Impact on Individual Investors
The investing community, the most average Ghanaian, has raised concerns upon hearing this news of restructuring debts owed them by Government. Many people have imitated that this news will worsen their living conditions because they use these coupon payments to pay for expenses such as daily living cost, rent, school fees and a host of others.
Again, a good number of investors in government bonds are pensioners who have invested their pension payouts as a way to receive a periodic stream of income whilst on retirement. Others who require their investment for any profitable project will be impacted as well, as they will be unable to do so at this time.

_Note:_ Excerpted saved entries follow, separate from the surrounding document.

use std::fmt::Display;
use std::hash::Hash;
use std::sync::Arc;

use bytes::Bytes;
use http::{HeaderMap, Method};
use serde_json::{Map, Value};

use crate::catalog::OperationCatalog;
use crate::error::Error;
use crate::hooks::LifecycleHooks;
use crate::outcome::{CallOutcome, ResponseAdapter};
use crate::transport::{HttpTransport, TransportCall};

/// Turns an abstract operation into one concrete network call and folds the
/// result into client state.
///
/// The engine is catalog-agnostic: which operations exist, which parameters
/// they require, and how responses unwrap are all injected by the concrete
/// client. One engine instance belongs to one client session; state is
/// mutated only through [`send`](RequestEngine::send).
pub struct RequestEngine<O> {
    catalog: OperationCatalog<O>,
    base_url: String,
    headers: HeaderMap,
    transport: Arc<dyn HttpTransport>,
    adapter: Arc<dyn ResponseAdapter>,
    hooks: LifecycleHooks<O>,

    // Per-session call state. Slots persist across calls until overwritten.
    operation: Option<O>,
    request_method: Option<Method>,
    request_options: Map<String, Value>,
    operation_url: Option<String>,
    response: Option<Value>,
    outcome: CallOutcome,
}

impl<O> RequestEngine<O>
where
    O: Copy + Eq + Hash + Display,
{
    pub fn new(
        catalog: OperationCatalog<O>,
        base_url: impl Into<String>,
        headers: HeaderMap,
        transport: Arc<dyn HttpTransport>,
        adapter: Arc<dyn ResponseAdapter>,
    ) -> Self {
        Self {
            catalog,
            base_url: base_url.into(),
            headers,
            transport,
            adapter,
            hooks: LifecycleHooks::new(),
            operation: None,
            request_method: None,
            request_options: Map::new(),
            operation_url: None,
            response: None,
            outcome: CallOutcome::new(),
        }
    }

    /// Execute one operation and return the updated outcome.
    ///
    /// Unknown operations, missing parameters, and body encoding failures
    /// abort the call with an `Err` before anything is dispatched; neither
    /// lifecycle hook runs for an aborted call. Transport
    /// and protocol failures complete the call instead: they are captured
    /// into the outcome (`has_error` plus the failure text) so the caller
    /// can inspect them without error handling, and the previously unwrapped
    /// status and data survive.
    pub async fn send(
        &mut self,
        operation: O,
        method: Method,
        options: Map<String, Value>,
    ) -> Result<&CallOutcome, Error> {
        let endpoint = {
            let definition = self.catalog.resolve(operation)?;
            definition.validate(&options)?;
            definition.endpoint().to_string()
        };
        let url = format!("{}{}", self.base_url, endpoint);

        // Merge the call's options into the session's: last merge wins per
        // key, keys from earlier calls persist otherwise.
        for (name, value) in options {
            self.request_options.insert(name, value);
        }
        self.operation = Some(operation);
        self.request_method = Some(method.clone());
        self.operation_url = Some(url.clone());

        let body = encode_body(&method, &self.request_options)?;

        if let Some(hook) = self.hooks.before_send() {
            hook(&*self);
        }

        tracing::debug!(operation = %operation, method = %method, url = %url, "dispatching request");
        let call = TransportCall {
            url,
            method,
            headers: self.headers.clone(),
            body,
        };

        let dispatched = self.transport.dispatch(call).await;
        match dispatched {
            Err(err) => {
                tracing::warn!(operation = %operation, error = %err, "transport failure captured");
                self.outcome.capture(err.to_string());
            }
            Ok(raw) => {
                tracing::debug!(status = %raw.status, bytes = raw.body.len(), "response received");
                match serde_json::from_slice::<Value>(&raw.body) {
                    Err(err) => {
                        tracing::warn!(operation = %operation, error = %err, "response body is not valid JSON");
                        self.outcome.capture(format!("invalid JSON response: {err}"));
                    }
                    Ok(decoded) => {
                        let unwrapped = self.adapter.unwrap(&decoded);
                        self.response = Some(decoded);
                        match unwrapped {
                            Ok(unwrapped) => self.outcome.apply(unwrapped),
                            Err(err) => {
                                tracing::warn!(operation = %operation, error = %err, "response envelope rejected");
                                self.outcome.capture(err.to_string());
                            }
                        }
                    }
                }
            }
        }

        if let Some(hook) = self.hooks.after_send() {
            hook(&*self);
        }

        Ok(&self.outcome)
    }

    // -----------------------------------------------------------------------
    // Lifecycle hooks
    // -----------------------------------------------------------------------

    pub fn set_before_send<F>(&mut self, hook: F)
    where
        F: Fn(&RequestEngine<O>) + Send + Sync + 'static,
    {
        self.hooks.set_before_send(hook);
    }

    pub fn set_after_send<F>(&mut self, hook: F)
    where
        F: Fn(&RequestEngine<O>) + Send + Sync + 'static,
    {
        self.hooks.set_after_send(hook);
    }

    pub fn clear_before_send(&mut self) {
        self.hooks.clear_before_send();
    }

    pub fn clear_after_send(&mut self) {
        self.hooks.clear_after_send();
    }

    pub fn hooks(&self) -> &LifecycleHooks<O> {
        &self.hooks
    }

    // -----------------------------------------------------------------------
    // State accessors. Reads are idempotent until the next send.
    // -----------------------------------------------------------------------

    /// Operation recorded by the most recent call.
    pub fn operation(&self) -> Option<O> {
        self.operation
    }

    pub fn request_method(&self) -> Option<&Method> {
        self.request_method.as_ref()
    }

    /// Accumulated request options after merging.
    pub fn request_options(&self) -> &Map<String, Value> {
        &self.request_options
    }

    /// Absolute URL of the most recent call.
    pub fn operation_url(&self) -> Option<&str> {
        self.operation_url.as_deref()
    }

    /// Raw decoded body of the last successful exchange.
    pub fn response(&self) -> Option<&Value> {
        self.response.as_ref()
    }

    pub fn response_field(&self, key: &str) -> Option<&Value> {
        self.response.as_ref().and_then(|r| r.get(key))
    }

    pub fn outcome(&self) -> &CallOutcome {
        &self.outcome
    }

    pub fn base_url(&self) -> &str {
        &self.base_url
    }

    pub fn headers(&self) -> &HeaderMap {
        &self.headers
    }

    pub fn headers_mut(&mut self) -> &mut HeaderMap {
        &mut self.headers
    }

    pub fn catalog(&self) -> &OperationCatalog<O> {
        &self.catalog
    }
}

/// Body encoding per method: GET carries none, POST carries the options as
/// JSON, PUT/DELETE carry them form-urlencoded.
fn encode_body(method: &Method, options: &Map<String, Value>) -> Result<Option<Bytes>, Error> {
    if *method == Method::GET {
        Ok(None)
    } else if *method == Method::POST {
        let body = serde_json::to_vec(options)?;
        Ok(Some(Bytes::from(body)))
    } else {
        let body = serde_urlencoded::to_string(options)?;
        Ok(Some(Bytes::from(body.into_bytes())))
    }
}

Holders of bonds maturing in 2023 will receive coupons starting from 2027 to 2033, while those with bonds maturing in 2024 will receive coupons starting from 2027 to 2038.
Imagine a 62-year-old pensioner who owns a Government of Ghana (GOG) bond and will receive its full principal in 12 years. My question is, what happens to this pensioner if he or she dies before the 12-year period is up? This is the reality for many Ghanaians who have purchased GOG bonds. Many of these bondholders will suffer from depression and die prematurely as a result of this situation.
Impact on businesses
Companies that purchased bonds to fund future business expansion with principal payments will be unable to do so from now (2023) until 2027 because they will not be paid (except coupon payments) according to the terms of their bond. As a result, businesses will miss out on much-needed capital injections to help them expand.
This is likely to have an impact on productivity and, to a greater extent, lead to staff layoffs, because if a company is unable to meet its economic obligations or perform at its usual optimal level, the easiest way out is layoffs.
Impact on financial institutions
The financial sector, which includes stakeholders such as local banks, would be greatly impacted by the implementation of this domestic debt exchange, owing to excessive exposure to government-issued bonds. Bank capital reserves would be severely depleted, resulting in liquidity shortages and, in the long run, financial instability in the economy.
The depreciation of their restructured assets, such as government bonds, may cause the asset side of banks’ balance sheets to suffer a direct hit. On the liability side, banks may face deposit withdrawals and the interruption of interbank credit lines. These issues may jeopardize their ability to mobilize resources.
Way forward
The government needs to be more transparent about the bondholders’ choices if they choose not to accept the DDE. As it stands, the exchange document is not clear on what happens if a bondholder refuses the exchange.
The government should also give bondholders an opportunity to discuss and bargain the offered terms since, in my opinion, doing so will result in a fair resolution moving forward.
Also, government needs to assume more burden in resolving the current economic situation. The just-passed budget still has line items that can be shelved for now to create fiscal space to either continue paying investors their coupons and principals, or reduce the impact of the exchange program with favourable terms.
Additionally, I advise the government to immediately halt the Domestic Debt Exchange Programme and promote greater stakeholder involvement.
The group which is a representative body for individual investors in the country have described the commencement of the debt restructuring initiative as one that takes away the liberty of investors’ funds and subsequently robs them legally of their acquired property.
“The inclusion of Individual Bondholders in the proposed domestic debt exchange (“DDE”) programme announced on the 24th of December 2022 has been extremely unsettling and catastrophic for our membership and all others affected,” it noted.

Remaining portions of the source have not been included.